(Stored entries)
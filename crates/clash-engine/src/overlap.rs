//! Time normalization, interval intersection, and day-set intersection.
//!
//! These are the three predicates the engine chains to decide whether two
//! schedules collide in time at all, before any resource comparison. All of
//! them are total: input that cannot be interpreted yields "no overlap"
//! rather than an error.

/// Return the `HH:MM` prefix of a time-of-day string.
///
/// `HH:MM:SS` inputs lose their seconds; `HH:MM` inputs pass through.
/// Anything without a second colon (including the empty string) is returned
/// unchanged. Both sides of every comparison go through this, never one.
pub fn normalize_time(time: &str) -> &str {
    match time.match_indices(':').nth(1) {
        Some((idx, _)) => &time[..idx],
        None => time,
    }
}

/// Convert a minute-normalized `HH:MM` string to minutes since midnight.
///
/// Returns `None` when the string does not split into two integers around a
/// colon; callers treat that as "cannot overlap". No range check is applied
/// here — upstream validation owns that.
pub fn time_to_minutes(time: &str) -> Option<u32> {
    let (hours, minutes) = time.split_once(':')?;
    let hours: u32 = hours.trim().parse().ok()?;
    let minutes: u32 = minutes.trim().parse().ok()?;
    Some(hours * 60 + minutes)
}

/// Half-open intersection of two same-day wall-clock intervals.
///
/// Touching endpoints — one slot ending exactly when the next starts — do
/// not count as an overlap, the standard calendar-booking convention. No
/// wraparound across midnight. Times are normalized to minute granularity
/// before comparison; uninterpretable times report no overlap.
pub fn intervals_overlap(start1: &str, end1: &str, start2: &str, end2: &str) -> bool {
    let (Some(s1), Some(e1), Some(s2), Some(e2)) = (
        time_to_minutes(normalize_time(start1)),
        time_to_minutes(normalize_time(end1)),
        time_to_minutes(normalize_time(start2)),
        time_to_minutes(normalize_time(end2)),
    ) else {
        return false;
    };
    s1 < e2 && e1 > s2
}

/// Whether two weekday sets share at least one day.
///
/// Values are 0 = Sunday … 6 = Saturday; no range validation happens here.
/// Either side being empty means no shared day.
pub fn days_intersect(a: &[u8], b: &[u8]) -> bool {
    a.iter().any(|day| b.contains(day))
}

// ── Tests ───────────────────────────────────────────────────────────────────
--
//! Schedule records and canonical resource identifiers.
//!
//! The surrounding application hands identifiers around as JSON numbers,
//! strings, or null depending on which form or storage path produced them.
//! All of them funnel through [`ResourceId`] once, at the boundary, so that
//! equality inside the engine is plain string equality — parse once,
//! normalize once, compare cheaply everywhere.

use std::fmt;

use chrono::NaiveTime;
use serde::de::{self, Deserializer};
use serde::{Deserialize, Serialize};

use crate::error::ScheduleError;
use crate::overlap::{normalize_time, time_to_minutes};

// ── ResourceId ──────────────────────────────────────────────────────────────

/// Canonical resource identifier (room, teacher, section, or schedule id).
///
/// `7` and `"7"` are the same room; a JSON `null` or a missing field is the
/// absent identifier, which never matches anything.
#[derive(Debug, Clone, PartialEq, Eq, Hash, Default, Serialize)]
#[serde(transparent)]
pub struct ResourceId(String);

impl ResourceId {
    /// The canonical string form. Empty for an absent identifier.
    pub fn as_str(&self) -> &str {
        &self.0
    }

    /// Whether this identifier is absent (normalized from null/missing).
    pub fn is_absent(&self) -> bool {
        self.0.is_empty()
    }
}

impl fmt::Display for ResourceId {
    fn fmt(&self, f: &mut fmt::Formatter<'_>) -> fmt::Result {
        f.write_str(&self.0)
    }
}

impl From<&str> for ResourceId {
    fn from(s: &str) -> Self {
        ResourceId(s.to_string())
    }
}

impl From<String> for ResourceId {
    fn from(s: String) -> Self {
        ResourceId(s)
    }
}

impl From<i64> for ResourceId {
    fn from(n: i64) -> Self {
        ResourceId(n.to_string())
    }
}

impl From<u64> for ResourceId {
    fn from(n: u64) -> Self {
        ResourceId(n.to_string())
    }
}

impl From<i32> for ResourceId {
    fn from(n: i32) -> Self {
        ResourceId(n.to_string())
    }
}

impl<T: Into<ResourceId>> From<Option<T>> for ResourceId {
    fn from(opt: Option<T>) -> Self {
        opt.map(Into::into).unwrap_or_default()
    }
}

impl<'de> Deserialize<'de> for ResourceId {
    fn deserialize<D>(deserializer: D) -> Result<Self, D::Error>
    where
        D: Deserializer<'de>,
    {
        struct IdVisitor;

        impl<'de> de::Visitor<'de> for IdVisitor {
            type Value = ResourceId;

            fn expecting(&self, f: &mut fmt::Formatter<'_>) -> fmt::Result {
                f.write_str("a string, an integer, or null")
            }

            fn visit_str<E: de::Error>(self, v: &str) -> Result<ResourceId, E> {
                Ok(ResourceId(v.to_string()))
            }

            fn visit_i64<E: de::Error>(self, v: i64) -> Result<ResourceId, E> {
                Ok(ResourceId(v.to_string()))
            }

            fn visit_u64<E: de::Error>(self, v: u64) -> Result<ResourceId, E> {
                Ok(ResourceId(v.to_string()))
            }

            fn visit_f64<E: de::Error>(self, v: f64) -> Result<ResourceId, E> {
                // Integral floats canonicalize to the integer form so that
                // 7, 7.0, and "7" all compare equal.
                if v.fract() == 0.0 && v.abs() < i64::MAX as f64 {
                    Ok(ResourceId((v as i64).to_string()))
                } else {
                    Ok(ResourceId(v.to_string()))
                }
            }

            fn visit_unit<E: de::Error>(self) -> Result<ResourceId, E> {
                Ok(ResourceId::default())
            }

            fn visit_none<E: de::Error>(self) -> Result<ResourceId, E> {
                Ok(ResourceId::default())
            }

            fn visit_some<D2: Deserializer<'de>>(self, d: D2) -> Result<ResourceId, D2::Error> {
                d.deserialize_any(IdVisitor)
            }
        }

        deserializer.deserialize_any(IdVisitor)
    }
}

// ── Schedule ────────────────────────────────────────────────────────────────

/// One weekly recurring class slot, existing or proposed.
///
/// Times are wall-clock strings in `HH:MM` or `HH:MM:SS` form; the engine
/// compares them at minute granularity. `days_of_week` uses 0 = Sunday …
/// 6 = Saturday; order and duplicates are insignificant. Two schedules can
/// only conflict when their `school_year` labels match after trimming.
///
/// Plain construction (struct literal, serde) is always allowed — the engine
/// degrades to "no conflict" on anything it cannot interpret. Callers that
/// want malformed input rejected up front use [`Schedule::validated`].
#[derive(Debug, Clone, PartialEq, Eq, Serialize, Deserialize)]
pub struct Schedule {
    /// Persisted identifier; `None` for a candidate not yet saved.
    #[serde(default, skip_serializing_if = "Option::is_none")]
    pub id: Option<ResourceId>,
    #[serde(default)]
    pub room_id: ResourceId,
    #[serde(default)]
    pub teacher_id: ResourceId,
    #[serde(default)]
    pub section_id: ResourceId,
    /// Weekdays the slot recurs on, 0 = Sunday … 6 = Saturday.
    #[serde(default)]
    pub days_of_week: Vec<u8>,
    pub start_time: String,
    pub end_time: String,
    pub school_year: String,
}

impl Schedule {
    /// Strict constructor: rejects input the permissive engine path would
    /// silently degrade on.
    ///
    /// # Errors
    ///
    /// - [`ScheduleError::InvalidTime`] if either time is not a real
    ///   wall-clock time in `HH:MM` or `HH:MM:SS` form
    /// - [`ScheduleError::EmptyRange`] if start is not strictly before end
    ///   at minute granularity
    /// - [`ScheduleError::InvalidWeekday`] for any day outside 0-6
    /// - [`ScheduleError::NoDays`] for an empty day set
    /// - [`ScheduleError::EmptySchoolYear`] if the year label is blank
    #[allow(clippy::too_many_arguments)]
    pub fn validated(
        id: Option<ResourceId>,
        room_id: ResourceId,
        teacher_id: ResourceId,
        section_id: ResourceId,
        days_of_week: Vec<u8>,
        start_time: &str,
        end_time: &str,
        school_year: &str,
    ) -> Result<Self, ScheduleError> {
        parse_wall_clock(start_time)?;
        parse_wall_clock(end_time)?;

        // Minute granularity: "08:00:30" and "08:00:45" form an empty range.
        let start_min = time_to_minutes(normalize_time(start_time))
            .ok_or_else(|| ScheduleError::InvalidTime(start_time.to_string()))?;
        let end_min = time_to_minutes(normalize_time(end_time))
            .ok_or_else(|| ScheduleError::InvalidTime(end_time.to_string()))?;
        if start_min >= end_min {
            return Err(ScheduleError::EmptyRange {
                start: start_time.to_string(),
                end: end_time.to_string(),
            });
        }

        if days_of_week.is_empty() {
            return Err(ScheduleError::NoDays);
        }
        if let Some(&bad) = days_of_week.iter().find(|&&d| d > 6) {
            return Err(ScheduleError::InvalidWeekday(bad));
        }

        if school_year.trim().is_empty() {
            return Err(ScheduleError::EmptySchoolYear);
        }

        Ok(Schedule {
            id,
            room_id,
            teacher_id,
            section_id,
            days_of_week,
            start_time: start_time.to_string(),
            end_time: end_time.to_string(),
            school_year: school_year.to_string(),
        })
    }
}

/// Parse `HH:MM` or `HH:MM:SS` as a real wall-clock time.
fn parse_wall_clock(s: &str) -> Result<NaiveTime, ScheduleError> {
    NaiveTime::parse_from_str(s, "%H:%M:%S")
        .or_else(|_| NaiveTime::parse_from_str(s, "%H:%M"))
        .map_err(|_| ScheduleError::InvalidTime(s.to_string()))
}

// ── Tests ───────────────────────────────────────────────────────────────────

**Exercise details**.
If a line in the data above holds the string "them", report that line.

**Task result**.
//! them are total: input that cannot be interpreted yields "no overlap"
//! strings, or null depending on which form or storage path produced them.
//! All of them funnel through [`ResourceId`] once, at the boundary, so that
/// compares them at minute granularity. `days_of_week` uses 0 = Sunday …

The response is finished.